> **INSTRUCTIONS TO FOLLOW**:
Count, in the data that follows, every line with the string "super", and give that count as the whole reply.

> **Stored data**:
☆ ☆ ☆ ☆ ☆ ☆ ☆

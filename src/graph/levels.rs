//! Longest-path leveling of the prerequisite graph.

use std::collections::{BTreeMap, HashMap, HashSet};

use super::{LevelMap, LocalId, MetadataMap};

/// One node on the explicit depth-first stack.
struct Frame<'a> {
    id: &'a str,
    prerequisites: &'a [LocalId],
    next: usize,
    /// Highest level seen among resolvable prerequisites so far.
    deepest: Option<usize>,
}

impl<'a> Frame<'a> {
    fn new(id: &'a str, metadata: &'a MetadataMap) -> Self {
        Self {
            id,
            prerequisites: metadata
                .get(id)
                .map(|node| node.prerequisites.as_slice())
                .unwrap_or(&[]),
            next: 0,
            deepest: None,
        }
    }

    fn observe(&mut self, level: usize) {
        self.deepest = Some(self.deepest.map_or(level, |d| d.max(level)));
    }
}

/// Compute the level of every node.
///
/// A node without resolvable prerequisites sits at level 0; otherwise its
/// level is one past its deepest resolvable prerequisite. Prerequisites
/// missing from `metadata` contribute nothing. Re-entering a node that is on
/// the current path counts as level 0 for that occurrence and is not cached.
/// Goals are then moved to one past the deepest non-goal level.
///
/// The traversal uses an explicit stack, so depth is bounded by the heap,
/// not the call stack. The result follows the order of `metadata`.
pub fn assign_levels(metadata: &MetadataMap) -> LevelMap {
    let mut computed: HashMap<&str, usize> = HashMap::with_capacity(metadata.len());
    let mut on_path: HashSet<&str> = HashSet::new();
    let mut stack: Vec<Frame> = Vec::new();

    for root in metadata.keys() {
        if computed.contains_key(root.as_str()) {
            continue;
        }
        on_path.insert(root);
        stack.push(Frame::new(root, metadata));

        while let Some(frame) = stack.last_mut() {
            let prerequisites = frame.prerequisites;
            if let Some(prerequisite) = prerequisites.get(frame.next) {
                frame.next += 1;
                let Some((key, _)) = metadata.get_key_value(prerequisite.as_str()) else {
                    log::debug!("{}: prerequisite {:?} not in graph, ignored", frame.id, prerequisite);
                    continue;
                };
                let key = key.as_str();
                if let Some(&level) = computed.get(key) {
                    frame.observe(level);
                } else if on_path.contains(key) {
                    log::debug!("Cycle through {:?} broken at {:?}", key, frame.id);
                    frame.observe(0);
                } else {
                    on_path.insert(key);
                    stack.push(Frame::new(key, metadata));
                }
                continue;
            }

            let level = frame.deepest.map_or(0, |d| d + 1);
            let id = frame.id;
            stack.pop();
            on_path.remove(id);
            computed.insert(id, level);
            if let Some(parent) = stack.last_mut() {
                parent.observe(level);
            }
        }
    }

    let goal_level = metadata
        .values()
        .filter(|node| !node.is_goal())
        .filter_map(|node| computed.get(node.id.as_str()))
        .max()
        .map_or(0, |deepest| deepest + 1);

    metadata
        .values()
        .map(|node| {
            let level = if node.is_goal() {
                goal_level
            } else {
                computed.get(node.id.as_str()).copied().unwrap_or(0)
            };
            (node.id.clone(), level)
        })
        .collect()
}

/// Node ids per level, levels ascending, ids in `levels` order.
pub fn group_by_level(levels: &LevelMap) -> BTreeMap<usize, Vec<&str>> {
    let mut groups: BTreeMap<usize, Vec<&str>> = BTreeMap::new();
    for (id, &level) in levels {
        groups.entry(level).or_default().push(id.as_str());
    }
    groups
}

#[cfg(test)]
mod tests {
    use super::*;
    use crate::graph::fixtures::{concept, goal, graph};
    use crate::graph::NodeMetadata;

    #[test]
    fn test_linear_chain() {
        let levels = assign_levels(&graph(vec![
            concept("a", &[]),
            concept("b", &["a"]),
            concept("c", &["b"]),
        ]));
        assert_eq!(levels["a"], 0);
        assert_eq!(levels["b"], 1);
        assert_eq!(levels["c"], 2);
    }

    #[test]
    fn test_longest_path_wins() {
        // d requires both a (level 0) and c (level 2)
        let levels = assign_levels(&graph(vec![
            concept("d", &["a", "c"]),
            concept("c", &["b"]),
            concept("b", &["a"]),
            concept("a", &[]),
        ]));
        assert_eq!(levels["d"], 3);
        assert_eq!(levels.keys().collect::<Vec<_>>(), vec!["d", "c", "b", "a"]);
    }

    #[test]
    fn test_iteration_order_does_not_change_levels() {
        let forward = assign_levels(&graph(vec![
            concept("a", &[]),
            concept("b", &["a"]),
            concept("c", &["a", "b"]),
            concept("d", &["c"]),
        ]));
        let backward = assign_levels(&graph(vec![
            concept("d", &["c"]),
            concept("c", &["a", "b"]),
            concept("b", &["a"]),
            concept("a", &[]),
        ]));
        for id in ["a", "b", "c", "d"] {
            assert_eq!(forward[id], backward[id], "node {}", id);
        }
    }

    #[test]
    fn test_dangling_prerequisites_contribute_nothing() {
        let levels = assign_levels(&graph(vec![
            concept("a", &["ghost"]),
            concept("b", &["a", "phantom"]),
        ]));
        assert_eq!(levels["a"], 0);
        assert_eq!(levels["b"], 1);
        assert!(!levels.contains_key("ghost"));
    }

    #[test]
    fn test_goal_override_uses_global_max() {
        // goal chain depth is 3, unrelated chain reaches level 4
        let levels = assign_levels(&graph(vec![
            concept("a", &[]),
            concept("b", &["a"]),
            concept("c", &["b"]),
            goal("g", &["c"]),
            concept("v", &[]),
            concept("w", &["v"]),
            concept("x", &["w"]),
            concept("y", &["x"]),
            concept("z", &["y"]),
        ]));
        assert_eq!(levels["z"], 4);
        assert_eq!(levels["g"], 5);
    }

    #[test]
    fn test_goal_without_prerequisites() {
        let levels = assign_levels(&graph(vec![
            goal("g", &[]),
            concept("a", &[]),
            concept("b", &["a"]),
        ]));
        assert_eq!(levels["g"], 2);
    }

    #[test]
    fn test_goal_depending_on_goal() {
        let levels = assign_levels(&graph(vec![
            concept("a", &[]),
            goal("g1", &["a"]),
            goal("g2", &["g1"]),
        ]));
        assert_eq!(levels["a"], 0);
        assert_eq!(levels["g1"], 1);
        assert_eq!(levels["g2"], 1);
    }

    #[test]
    fn test_only_goals() {
        let levels = assign_levels(&graph(vec![goal("g", &[])]));
        assert_eq!(levels["g"], 0);
    }

    #[test]
    fn test_two_cycle_terminates() {
        let levels = assign_levels(&graph(vec![concept("a", &["b"]), concept("b", &["a"])]));
        // entering at a: b sees a on the path (0), so b = 1 and a = 2
        assert_eq!(levels["b"], 1);
        assert_eq!(levels["a"], 2);
    }

    #[test]
    fn test_self_loop() {
        let levels = assign_levels(&graph(vec![concept("a", &["a"])]));
        assert_eq!(levels["a"], 1);
    }

    #[test]
    fn test_cycle_does_not_disturb_acyclic_part() {
        let levels = assign_levels(&graph(vec![
            concept("r", &[]),
            concept("s", &["r"]),
            concept("p", &["q", "s"]),
            concept("q", &["p"]),
        ]));
        assert_eq!(levels["r"], 0);
        assert_eq!(levels["s"], 1);
        assert!(levels["p"] >= 2);
        assert!(levels.len() == 4);
    }

    #[test]
    fn test_deep_chain_does_not_overflow() {
        let count = 50_000;
        let nodes: Vec<NodeMetadata> = (0..count)
            .map(|i| {
                let id = format!("n{}", i);
                let prerequisite = format!("n{}", i + 1);
                let mut n = concept(&id, &[]);
                if i + 1 < count {
                    n.prerequisites.push(prerequisite);
                }
                n
            })
            .collect();
        let levels = assign_levels(&graph(nodes));
        assert_eq!(levels["n0"], count - 1);
        assert_eq!(levels[&format!("n{}", count - 1)], 0);
    }

    #[test]
    fn test_empty_graph() {
        assert!(assign_levels(&MetadataMap::new()).is_empty());
    }

    #[test]
    fn test_group_by_level() {
        let levels = assign_levels(&graph(vec![
            concept("a", &[]),
            concept("b", &["a"]),
            concept("c", &[]),
            concept("d", &["c"]),
        ]));
        let groups = group_by_level(&levels);
        assert_eq!(groups.len(), 2);
        assert_eq!(groups[&0], vec!["a", "c"]);
        assert_eq!(groups[&1], vec!["b", "d"]);
    }
}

☆ ☆ ☆ ☆ ☆ ☆ ☆

> **TASK ANSWER**:
2